Vilmarie Castellvi
- Country (sports): Puerto Rico
- Born: March 21, 1981 (age 44) Guaynabo, Puerto Rico
- Turned pro: March 1995
- Retired: February 2008
- Plays: Right-handed (two-handed backhand)
- College: University of Tennessee
- Prize money: US$ 148,584

Singles
- Career record: 143–111
- Career titles: 2 ITF
- Highest ranking: No. 125 (September 20, 2004)

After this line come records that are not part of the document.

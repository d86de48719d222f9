//! # poolsql
//!
//! Compiles untrusted HTTP-style filter parameters into Postgres statements for
//! a schema-per-pool database.
//!
//! ## Features
//!
//! - **Ordered filters**: predicates follow the order of the incoming parameters
//! - **Typed columns**: every filterable column is `Numeric`, `String` or `Generic`
//! - **Relational prefixes**: `lt`, `le`, `gt`, `ge`, `ne` on numeric columns
//! - **Bound values**: statements carry `$n` placeholders and their values separately
//! - **Batch upserts**: multi-row INSERT with per-table `ON CONFLICT` handling
//! - **Literal rendering**: the legacy inlined form, for snapshot comparisons
//!
//! ## Example
//!
//! ```ignore
//! use poolsql::{QueryParams, TableProfile, TenantSchema};
//!
//! let schema = TenantSchema::new("Pool-Main")?;
//! let network = TableProfile::current_network();
//!
//! let stmt = network.select(&schema, &QueryParams::parse("type=primary"))?;
//! assert_eq!(
//!     stmt.to_literal_sql(),
//!     r#"SELECT * FROM "Pool-Main".current_network WHERE type = 'primary';"#
//! );
//!
//! let rows = stmt.fetch_all(&client).await?;
//! ```

pub mod builder;
pub mod client;
pub mod condition;
pub mod config;
pub mod error;
pub mod ident;
pub mod params;
pub mod registry;
pub mod row;
pub mod sql;
pub mod trace;
pub mod value;

pub use client::{GenericClient, TracedClient};
pub use condition::{CompareOp, Filter};
pub use config::{ClientConfig, Config, Language, LogLevel, LoggerConfig};
pub use error::{QueryError, QueryResult};
pub use ident::{Ident, TenantSchema};
pub use params::{QueryParams, SpecialParams};
pub use registry::{Column, ColumnKind, ConflictAction, TableProfile, TableProfileBuilder};
pub use row::{NetworkRow, RowUpdate, TransactionRow};
pub use sql::Statement;
pub use trace::SqlTracer;
pub use value::Value;

#[cfg(feature = "pool")]
pub mod pool;

#[cfg(feature = "pool")]
pub use pool::create_pool;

Grand Slam singles results
- Australian Open: Q2 (2005)
- French Open: Q2 (2004)
- Wimbledon: Q3 (2004, 2005, 2006)
- US Open: Q3 (2004, 2005)

Doubles
- Career record: 34–37
- Career titles: 4 ITF
- Highest ranking: No. 228 (July 17, 2006)

= Vilmarie Castellvi =

Puerto Rican tennis player

Vilmarie Castellvi (born 21 March 1981) is a former professional tennis player from Puerto Rico.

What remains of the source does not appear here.